Il s’agit d’acteurs engagés dans un conflit armé qui ne sont pas sous l’autorité d’un État [1]. Or comme le souligne Philippe Boulanger [2], la montée en puissance des acteurs non-étatiques donne une nouvelle dimension aux conflits armés. La guerre classique, dans laquelle la force armée sert à soumettre l’adversaire régresse depuis la fin de la guerre froide tandis que les conflits armés de moindre intensité [3] impliquant des acteurs non-étatiques progressent. L’augmentation des zones de crise où règnent les « guerres de chaos » estompe les différences entre les combattants et les populations, brouille la délimitation entre temps de guerre et temps de paix. Nous tenterons de saisir l’organisation des groupes armés au Moyen-Orient par leurs objectifs (I), les moyens dont ils disposent et les actions qu’ils entreprennent (II) et en fonction des relations qu’ils entretiennent avec les États de la région (III).

I. Des objectifs divers

Le type classique de groupe armé non-étatique est la guérilla ou la rébellion contre le pouvoir étatique en place dans l’objectif de le renverser et de prendre le contrôle du territoire. En Syrie, l’Armée syrienne libre, formée en juillet 2011, cherche par exemple à renverser le régime de Bachar al-Assad afin de mettre en place un gouvernement alternatif. La prise de contrôle de certaines parties du territoire national grâce à la force déployée et aux soutiens sur le terrain sert à atteindre des objectifs politiques. Au Yémen, les houthistes ont par exemple réussi à s’emparer par les armes du nord du pays puis de la capitale, provoquant la chute du gouvernement et leur permettant d’obtenir la formation d’un nouveau gouvernement au sein duquel leurs intérêts sont davantage représentés.

Les mouvements islamistes ont une autre dimension : leur ambition est régionale, voire universelle. L’État islamique (EI) pour sa part veut rétablir le califat sur l’ensemble des territoires peuplés de musulmans, ce qui justifie une action transfrontalière et le ralliement de groupes djihadistes géographiquement éloignés mais partageant une même idéologie comme Ansar Bait al-Maqdis au Sinaï. Al-Qaïda et ses branches, au Maghreb islamique, en Afrique subsaharienne ou dans la Péninsule arabique, a un rayon d’action mondial, contrairement à l’EI, centré sur la lutte contre l’Occident. Les principaux foyers actifs d’Al-Qaïda au Moyen-Orient sont localisés au Yémen et en Syrie, parmi l’opposition au régime.

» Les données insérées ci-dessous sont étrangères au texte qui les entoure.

//! Core data types and structures

pub mod tier;
pub mod pricing;
pub mod scan;
pub mod checkout;
pub mod view;

pub use tier::*;
pub use pricing::*;
pub use scan::*;
pub use checkout::*;
pub use view::*;
//! Order form sanitization and submission gating

use reqwest::multipart::{Form, Part};
use rust_decimal::Decimal;
use crate::{
    errors::{CheckoutError, CheckoutResult},
    pricing::wire_amount,
    types::{LogoFile, OrderForm, PricingResult, ScanReport, MAX_EMAIL_CHARS, MAX_MESSAGE_CHARS, MAX_NAME_CHARS},
};

fn truncate_chars(value: &str, max: usize) -> String {
    value.trim().chars().take(max).collect()
}

impl OrderForm {
    /// Trims the free-text fields to the lengths the payment endpoint keeps.
    pub fn sanitize(&self) -> Self {
        Self {
            name: truncate_chars(&self.name, MAX_NAME_CHARS),
            email: truncate_chars(&self.email, MAX_EMAIL_CHARS),
            date: self.date,
            message: truncate_chars(&self.message, MAX_MESSAGE_CHARS),
        }
    }
}

/// Checks that a logo was picked and that its scan has finished.
pub fn ensure_ready<'a>(
    file: Option<&'a LogoFile>,
    scan: Option<&ScanReport>,
) -> CheckoutResult<&'a LogoFile> {
    let file = file.ok_or(CheckoutError::MissingFile)?;
    match scan {
        Some(report) if report.file_name == file.name => Ok(file),
        _ => Err(CheckoutError::ScanPending),
    }
}

/// Everything sent to the payment-session endpoint for one order.
#[derive(Debug, Clone)]
pub struct CheckoutRequest {
    pub form: OrderForm,
    pub quantity: u64,
    pub total: Decimal,
    pub file_name: String,
    pub contents: Vec<u8>,
}

impl CheckoutRequest {
    pub fn new(form: &OrderForm, pricing: &PricingResult, file: &LogoFile, contents: Vec<u8>) -> Self {
        Self {
            form: form.sanitize(),
            quantity: pricing.quantity,
            total: pricing.total,
            file_name: file.name.clone(),
            contents,
        }
    }

    /// Builds a fresh multipart body; a body cannot be reused across sends.
    pub fn to_multipart(&self) -> Form {
        Form::new()
            .text("name", self.form.name.clone())
            .text("email", self.form.email.clone())
            .text("quantity", self.quantity.to_string())
            .text(
                "date",
                self.form
                    .date
                    .map(|d| d.format("%Y-%m-%d").to_string())
                    .unwrap_or_default(),
            )
            .text("message", self.form.message.clone())
            .text("total_price", wire_amount(self.total))
            .part(
                "file",
                Part::bytes(self.contents.clone()).file_name(self.file_name.clone()),
            )
    }
}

Résistance islamique, la branche armée du Hezbollah au Liban a un statut ambigu. Il s’agit du bras armé d’un parti politique officiel, représentant une fraction de la communauté chiite libanaise. L’armement du parti présente un risque de déstabilisation pour le pays et le met hors-la-loi, les attentats perpétrés à l’étrange en son nom justifient l’inscription de la branche militaire sur la liste des organisations terroristes par l’Union européenne depuis 2013. Cependant, le groupe n’est engagé dans aucun conflit sur le territoire libanais. Il présente ses armes comme un moyen de défendre les Libanais, en particulier contre Israël, comme il l’a fait au cours de la guerre au sud du Liban en 2006.

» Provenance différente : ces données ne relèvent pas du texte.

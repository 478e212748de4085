//! Order page session: pricing, upload and checkout driving one view state

use tracing::{error, info, warn};
use crate::{
    checkout::{ensure_ready, CheckoutRequest, PaymentClient},
    errors::CheckoutResult,
    pricing::{clamp_input_quantity, TierTable},
    scan::ScanSimulator,
    types::{CheckoutRedirect, LogoFile, OrderForm, PricingResult, ScanReport, ViewState},
};

pub struct OrderSession {
    tiers: TierTable,
    pricing: PricingResult,
    upload: Option<(LogoFile, Vec<u8>)>,
    scan: Option<ScanReport>,
    view: ViewState,
}

impl OrderSession {
    /// Starts with the minimum order priced, as the page does on load.
    pub fn new(tiers: TierTable) -> Self {
        let pricing = tiers.compute_price("");
        let mut view = ViewState::default();
        view.update_pricing(&pricing);

        Self {
            tiers,
            pricing,
            upload: None,
            scan: None,
            view,
        }
    }

    pub fn view(&self) -> &ViewState {
        &self.view
    }

    pub fn pricing(&self) -> &PricingResult {
        &self.pricing
    }

    pub fn scan_report(&self) -> Option<&ScanReport> {
        self.scan.as_ref()
    }

    /// Slider input: the slider range already bounds the value.
    pub fn slider_input(&mut self, raw: &str) -> &PricingResult {
        self.reprice(raw);
        &self.pricing
    }

    /// Quantity text field change: clamped into the orderable range first.
    pub fn quantity_field_change(&mut self, raw: &str) -> &PricingResult {
        let clamped = clamp_input_quantity(raw);
        self.reprice(&clamped.to_string());
        &self.pricing
    }

    fn reprice(&mut self, raw: &str) {
        self.pricing = self.tiers.compute_price(raw);
        self.view.update_pricing(&self.pricing);
    }

    /// Validates the picked file and plays the scan. A new upload discards
    /// the previous file and scan result, even when the new file is rejected.
    pub async fn upload(
        &mut self,
        file: LogoFile,
        contents: Vec<u8>,
        simulator: &ScanSimulator,
        max_upload_bytes: u64,
    ) -> CheckoutResult<&ScanReport> {
        self.upload = None;
        self.scan = None;

        if let Err(e) = file.validate(max_upload_bytes) {
            warn!("Upload rejected: {}", e);
            self.view.upload_failed(&e);
            return Err(e);
        }

        self.view.begin_scan(&file.name);

        let view = &mut self.view;
        let report = simulator.run(&file, |percent| view.scan_progress(percent)).await;

        self.view.finish_scan(&report);
        self.upload = Some((file, contents));
        Ok(self.scan.insert(report))
    }

    /// Submits the order. The outcome is also reflected in the view state:
    /// a redirect on success, an error status line otherwise.
    pub async fn submit(&mut self, form: &OrderForm, client: &PaymentClient) -> CheckoutResult<CheckoutRedirect> {
        let file = match ensure_ready(self.upload.as_ref().map(|(f, _)| f), self.scan.as_ref()) {
            Ok(file) => file,
            Err(e) => {
                warn!("Order submission blocked: {}", e);
                self.view.submit_failed(&e);
                return Err(e);
            }
        };
        let contents = self.upload.as_ref().map(|(_, c)| c.clone()).unwrap_or_default();
        let request = CheckoutRequest::new(form, &self.pricing, file, contents);

        self.view.begin_submit();
        info!(
            endpoint = client.endpoint(),
            quantity = request.quantity,
            total = %request.total,
            "Submitting order for {}",
            request.file_name
        );

        match client.create_payment(&request).await {
            Ok(redirect) => {
                self.view.redirect(&redirect.checkout_url);
                Ok(redirect)
            }
            Err(e) => {
                error!("Checkout failed: {}", e);
                self.view.submit_failed(&e);
                Err(e)
            }
        }
    }
}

Les mouvements palestiniens mènent une lutte contre Israël pour la reconnaissance de la Palestine dont les moyens d’actions sont divers et avec une intensité variable selon les périodes. Le Hamas et le Djihad palestinien sont des organisations considérées comme terroristes en raison de leur refus de reconnaître Israël et du recours régulier à des tirs de roquettes et à des attentats. L’Organisation de libération de la Palestine de Mahmoud Abbas, au contraire, est désormais reconnue comme un interlocuteur dans les négociations internationales pour régler le conflit israélo-palestinien. Elle est l’armée de l’Autorité palestinienne, dont le statut se rapproche de plus en plus de celui d’un État pleinement reconnu par la communauté internationale.

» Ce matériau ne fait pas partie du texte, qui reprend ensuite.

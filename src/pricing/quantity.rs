//! Quantity input parsing and normalization

use crate::config::{MAX_INPUT_QUANTITY, MIN_QUANTITY};

/// Reads the leading integer of a form value: surrounding whitespace and an
/// optional sign, then as many ASCII digits as follow. Anything after the
/// digits is ignored, so `"41 pz"` reads as 41 and `"3.9"` as 3.
///
/// Returns `None` when no digit follows the sign. Values beyond `i64`
/// saturate.
pub fn parse_leading_int(raw: &str) -> Option<i64> {
    let trimmed = raw.trim_start();
    let (negative, digits) = match trimmed.as_bytes().first() {
        Some(b'-') => (true, &trimmed[1..]),
        Some(b'+') => (false, &trimmed[1..]),
        _ => (false, trimmed),
    };

    let run = digits.bytes().take_while(|b| b.is_ascii_digit()).count();
    if run == 0 {
        return None;
    }

    let mut value: i64 = 0;
    for b in digits[..run].bytes() {
        let digit = i64::from(b - b'0');
        value = value.saturating_mul(10);
        value = if negative {
            value.saturating_sub(digit)
        } else {
            value.saturating_add(digit)
        };
    }
    Some(value)
}

/// Quantity the pricing engine works with: unparseable or too small input
/// becomes the minimum order. There is no upper bound here.
pub fn normalize_quantity(raw: &str) -> u64 {
    normalize_parsed(parse_leading_int(raw))
}

pub fn normalize_parsed(parsed: Option<i64>) -> u64 {
    match parsed {
        Some(q) if q >= i64::from(MIN_QUANTITY) => q as u64,
        _ => u64::from(MIN_QUANTITY),
    }
}

/// Clamp applied by the quantity text field before the slider and the
/// engine see the value.
pub fn clamp_input_quantity(raw: &str) -> u32 {
    match parse_leading_int(raw) {
        Some(q) => q.clamp(i64::from(MIN_QUANTITY), i64::from(MAX_INPUT_QUANTITY)) as u32,
        None => MIN_QUANTITY,
    }
}
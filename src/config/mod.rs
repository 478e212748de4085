//! Configuration management for the order page

pub mod settings;

pub use settings::*;

use lazy_static::lazy_static;

lazy_static! {
    pub static ref CONFIG: Config = Config::load();
}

Carte 1 : Les groupes armés non-étatiques actifs au Moyen-Orient

II. Les moyens d’actions des groupes armés

Les groupes armés non-étatiques ont profité de la prolifération des armes au Moyen-Orient, accrue par les conflits du « printemps arabes » et la déstabilisation de certains États. La Libye apparaît aujourd’hui comme le principal arsenal pour les conflits non-étatiques de la région [4]. Les armes circulent via des réseaux illicites difficiles à repérer et permettent à des organisations comme l’État islamique de se procurer des munitions et du matériel d’origines nord-américaine, russe, chinoise ou européenne. La défection de militaires et des attaques ciblées sur des sites assurant d’importantes prises de matériel militaire permet à l’EI de renforcer son arsenal. En octobre 2014, l’EI s’est notamment emparé de 3 avions de combat MIG d’origine soviétique en capturant une base aérienne de l’armée syrienne.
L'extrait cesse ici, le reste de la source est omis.